B. Malcz and his wife Leonia Zofia Wanda (born Moszyńska) had three children: sons Zbigniew and Stanisław and daughter Elżbieta (later known as Elzbieta Temple).
B. Malcz was an active citizen. In 1906, during martial law in guberniya of Piotrków, he was sentenced to three months of prison for dictating the resolution of gmina Łazisko council, in 1916 he was a member of a Social Care Council of Łódź district (Łódzka Okręgowa Rada Opiekuńcza), a member of the Sienkiewicz memorial committee then a chairman of the board of fire brigade Ujazd (1917–1925). His most prominent position yet was membership of the Council of State of the Kingdom of Poland (1918).
In the 1930s, after Boleslaw's death in 1927, the folwark was sold to a consortium of three owners and the Malcz's left Olszowa.
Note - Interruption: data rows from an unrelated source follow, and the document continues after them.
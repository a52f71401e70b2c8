//! Error types for the batchsheet client.
//!
//! Three error types reflect three distinct failure modes:
//!
//! * [`ClientError`] (**setup**): the client cannot be built or the input
//!   cannot be read at all (bad base URL, missing file). Returned as
//!   `Err(ClientError)` before any network call is made.
//!
//! * [`TransportError`] (**per call**): one request to the extraction backend
//!   failed (non-2xx status, unreachable host, undecodable body). The message
//!   is the backend's own `detail` text whenever it supplied one.
//!
//! * [`RunError`] (**per run**): the single user-visible error of a run. Only
//!   upload and extraction failures, and backend-reported pipeline errors,
//!   become a `RunError`; download and cleanup failures are logged and kept
//!   in the [`crate::session::RunReport`] instead.

use std::fmt;
use std::path::PathBuf;
use thiserror::Error;

/// Which backend call a [`TransportError`] came from.
#[derive(Debug, Clone, Copy, PartialEq, Eq)]
pub enum Operation {
    Upload,
    Extract,
    Download,
    Cleanup,
}

impl Operation {
    /// Message used when the backend gave no usable error detail.
    pub fn fallback_message(self) -> &'static str {
        match self {
            Operation::Upload => "Upload failed",
            Operation::Extract => "Extraction failed",
            Operation::Download => "Failed to download Excel file",
            Operation::Cleanup => "Failed to cleanup files",
        }
    }
}

impl fmt::Display for Operation {
    fn fmt(&self, f: &mut fmt::Formatter<'_>) -> fmt::Result {
        let name = match self {
            Operation::Upload => "upload",
            Operation::Extract => "extract",
            Operation::Download => "download",
            Operation::Cleanup => "cleanup",
        };
        f.write_str(name)
    }
}

/// A failed request to the extraction backend.
///
/// `Display` is the message alone so it can be shown to the user verbatim.
#[derive(Debug, Clone, Error, PartialEq, Eq)]
#[error("{message}")]
pub struct TransportError {
    pub operation: Operation,
    /// HTTP status when the backend answered at all.
    pub status: Option<u16>,
    pub message: String,
}

impl TransportError {
    pub fn new(operation: Operation, status: Option<u16>, message: impl Into<String>) -> Self {
        Self {
            operation,
            status,
            message: message.into(),
        }
    }

    /// Error carrying the operation's generic fallback text.
    pub fn fallback(operation: Operation, status: Option<u16>) -> Self {
        Self::new(operation, status, operation.fallback_message())
    }
}

/// The one error a run shows to the user.
#[derive(Debug, Clone, Error, PartialEq, Eq)]
pub enum RunError {
    /// Upload or extraction request failed.
    #[error(transparent)]
    Transport(#[from] TransportError),

    /// Extraction completed but the backend reported an error string.
    #[error("{0}")]
    Pipeline(String),
}

impl RunError {
    /// Text for the error banner.
    pub fn message(&self) -> &str {
        match self {
            RunError::Transport(e) => &e.message,
            RunError::Pipeline(msg) => msg,
        }
    }
}

/// Fatal errors raised before a run can start.
#[derive(Debug, Error)]
pub enum ClientError {
    /// Builder validation failed.
    #[error("Invalid configuration: {0}")]
    InvalidConfig(String),

    /// Input file was not found at the given path.
    #[error("File not found: '{path}'\nCheck the path exists and is readable.")]
    FileNotFound { path: PathBuf },

    /// Process does not have read permission on the file.
    #[error("Permission denied reading '{path}'\nTry: chmod +r {path:?}")]
    PermissionDenied { path: PathBuf },

    /// The file exists but could not be read.
    #[error("Failed to read '{path}': {source}")]
    ReadFailed {
        path: PathBuf,
        #[source]
        source: std::io::Error,
    },

    /// The HTTP client could not be constructed.
    #[error("Failed to build HTTP client: {0}")]
    HttpClient(String),
}
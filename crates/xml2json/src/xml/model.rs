//! XML node tree handed to the converter

use indexmap::IndexMap;

/// Parsed XML document
#[derive(Clone, Debug, PartialEq)]
pub struct Document {
    pub root: Element,
}

/// XML element
#[derive(Clone, Debug, PartialEq, Default)]
pub struct Element {
    pub name: String,
    /// Attribute names are unique; iteration follows source order
    pub attributes: IndexMap<String, String>,
    pub children: Vec<Content>,
}

/// XML content node
#[derive(Clone, Debug, PartialEq)]
pub enum Content {
    Element(Element),
    /// Raw character data, entity-decoded, whitespace kept as written
    Text(String),
}

impl Element {
    pub fn new(name: impl Into<String>) -> Self {
        Self {
            name: name.into(),
            ..Self::default()
        }
    }

    /// Builder-style attribute setter
    pub fn with_attribute(mut self, name: impl Into<String>, value: impl Into<String>) -> Self {
        self.attributes.insert(name.into(), value.into());
        self
    }

    /// Builder-style child element append
    pub fn with_child(mut self, child: Self) -> Self {
        self.children.push(Content::Element(child));
        self
    }

    /// Builder-style text node append
    pub fn with_text(mut self, text: impl Into<String>) -> Self {
        self.children.push(Content::Text(text.into()));
        self
    }

    /// Iterate over child elements, skipping text
    pub fn child_elements(&self) -> impl Iterator<Item = &Self> {
        self.children.iter().filter_map(|child| match child {
            Content::Element(element) => Some(element),
            Content::Text(_) => None,
        })
    }
}

impl From<Element> for Content {
    fn from(element: Element) -> Self {
        Self::Element(element)
    }
}

#[cfg(test)]
mod tests {
    use super::*;

    #[test]
    fn test_builder_keeps_order() {
        let element = Element::new("list")
            .with_attribute("b", "2")
            .with_attribute("a", "1")
            .with_child(Element::new("item"))
            .with_text("  ")
            .with_child(Element::new("other"));

        let attrs: Vec<_> = element.attributes.keys().map(String::as_str).collect();
        assert_eq!(attrs, vec!["b", "a"]);
        assert_eq!(element.children.len(), 3);

        let names: Vec<_> = element.child_elements().map(|e| e.name.as_str()).collect();
        assert_eq!(names, vec!["item", "other"]);
    }
}
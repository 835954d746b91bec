//! xml2json - XML documents as ordered JSON object trees
//!
//! # Quick Start
//!
//! ```
//! use xml2json::{convert_xml, Value};
//! # fn main() -> Result<(), xml2json::Error> {
//! let result = convert_xml("<list><item>a</item><item>b</item></list>", Some("US"))?;
//! let items = result
//!     .get("list")
//!     .and_then(Value::as_object)
//!     .and_then(|list| list.get("item"))
//!     .and_then(Value::as_array)
//!     .map(|items| items.len());
//! assert_eq!(items, Some(2));
//! assert!(result.contains_key("metadata"));
//! # Ok(())
//! # }
//! ```

#![forbid(unsafe_code)]

pub mod error;
pub use error::{Error, ErrorKind, Pos, Result, Span};

pub mod lexer;

pub mod value;
pub use value::{Array, Object, Value};

pub mod annotate;
pub use annotate::{COUNTRY_CODE_KEY, METADATA_KEY, annotate};

pub mod convert;
pub use convert::{
    ATTRIBUTES_KEY, ConvertOptions, convert_document, convert_element, convert_node, convert_xml,
    convert_xml_with_options, xml_to_json,
};

pub mod json;
pub use json::FormatConfig;

pub mod xml;
pub use xml::{
    Config as XmlConfig, Content as XmlContent, Document as XmlDocument, Element as XmlElement,
    Parser as XmlParser,
};

/// File name used when converted output is offered as a download
pub const DEFAULT_OUTPUT_FILE: &str = "converted-data.json";

/// Parse XML from string
pub fn from_xml_str(s: &str) -> Result<XmlDocument> {
    XmlParser::new(s.as_bytes()).parse()
}

/// Parse XML from bytes
pub fn from_xml_bytes(bytes: &[u8]) -> Result<XmlDocument> {
    XmlParser::new(bytes).parse()
}

/// Parse XML with custom limits
pub fn from_xml_str_with_config(s: &str, config: XmlConfig) -> Result<XmlDocument> {
    XmlParser::with_config(s.as_bytes(), config).parse()
}
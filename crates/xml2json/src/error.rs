//! Error types for xml2json

use std::fmt;
use thiserror::Error;

/// Position in source text
#[derive(Clone, Copy, Debug, Default, PartialEq, Eq)]
pub struct Pos {
    pub offset: usize,
    pub line: u32,
    pub col: u32,
}

impl fmt::Display for Pos {
    fn fmt(&self, f: &mut fmt::Formatter<'_>) -> fmt::Result {
        write!(f, "{}:{}:{}", self.offset, self.line, self.col)
    }
}

impl Pos {
    pub const fn new(offset: usize, line: u32, col: u32) -> Self {
        Self { offset, line, col }
    }
}

/// Span representing a range in source text
#[derive(Clone, Copy, Debug, Default, PartialEq, Eq)]
pub struct Span {
    pub start: Pos,
    pub end: Pos,
}

impl Span {
    pub const fn new(start: Pos, end: Pos) -> Self {
        Self { start, end }
    }

    /// Zero-width span at a single position
    pub const fn at(pos: Pos) -> Self {
        Self {
            start: pos,
            end: pos,
        }
    }

    pub const fn empty() -> Self {
        Self {
            start: Pos::new(0, 0, 0),
            end: Pos::new(0, 0, 0),
        }
    }
}

/// Error kind for detailed categorization
#[derive(Clone, Debug, PartialEq, Eq)]
pub enum ErrorKind {
    InvalidToken,
    UnexpectedEof,
    MissingRoot,
    TrailingContent,
    MismatchedTag { expected: String, found: String },
    DuplicateAttribute { name: String },
    InvalidEntity { entity: String },
    InvalidUtf8,
    MaxDepthExceeded { max: u16 },
    MaxSizeExceeded { max: usize },
}

impl fmt::Display for ErrorKind {
    fn fmt(&self, f: &mut fmt::Formatter<'_>) -> fmt::Result {
        match self {
            Self::InvalidToken => write!(f, "invalid token"),
            Self::UnexpectedEof => write!(f, "unexpected end of input"),
            Self::MissingRoot => write!(f, "document has no root element"),
            Self::TrailingContent => write!(f, "content after root element"),
            Self::MismatchedTag { expected, found } => {
                write!(f, "mismatched closing tag: expected </{expected}>, found </{found}>")
            }
            Self::DuplicateAttribute { name } => write!(f, "duplicate attribute: {name}"),
            Self::InvalidEntity { entity } => write!(f, "invalid entity: &{entity};"),
            Self::InvalidUtf8 => write!(f, "invalid utf-8"),
            Self::MaxDepthExceeded { max } => write!(f, "max depth exceeded: {max}"),
            Self::MaxSizeExceeded { max } => write!(f, "max size exceeded: {max}"),
        }
    }
}

/// Main error type for xml2json
#[derive(Error, Clone, Debug, PartialEq)]
pub struct Error {
    kind: ErrorKind,
    span: Span,
    message: String,
}

impl Error {
    pub fn new(kind: ErrorKind, span: Span) -> Self {
        let message = kind.to_string();
        Self {
            kind,
            span,
            message,
        }
    }

    pub fn with_message(kind: ErrorKind, span: Span, message: impl Into<String>) -> Self {
        Self {
            kind,
            span,
            message: message.into(),
        }
    }

    pub fn kind(&self) -> &ErrorKind {
        &self.kind
    }

    pub fn span(&self) -> Span {
        self.span
    }

    pub fn message(&self) -> &str {
        &self.message
    }

    /// Create error at specific position
    pub fn at(kind: ErrorKind, pos: Pos) -> Self {
        Self::new(kind, Span::at(pos))
    }

    /// True when the error came from malformed markup rather than a size limit
    pub fn is_parse_failure(&self) -> bool {
        !matches!(
            self.kind,
            ErrorKind::MaxDepthExceeded { .. } | ErrorKind::MaxSizeExceeded { .. }
        )
    }
}

impl fmt::Display for Error {
    fn fmt(&self, f: &mut fmt::Formatter<'_>) -> fmt::Result {
        write!(f, "error at {}: {}", self.span.start, self.message)
    }
}

/// Result type alias for xml2json
pub type Result<T> = std::result::Result<T, Error>;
In the beginning of WWII they all landed in England. After the war the distillery and mill were nationalized and closed. All machinery was removed in 1956. The remaining building was used for some time as a shelter for a mobile cinema and room for village gatherings. The building on the opposite side of the road housed GRN and a small post-office. Due to inadequate maintenance the buildings slowly went to ruins and now only a few walls remain.

The villages' last soltyses were Józef Adamus (shortly before and during the war), Józef Goździk, Władysław Ścieszko, Sławomir Socha, Zofia Socha and now Wojciech Żygota.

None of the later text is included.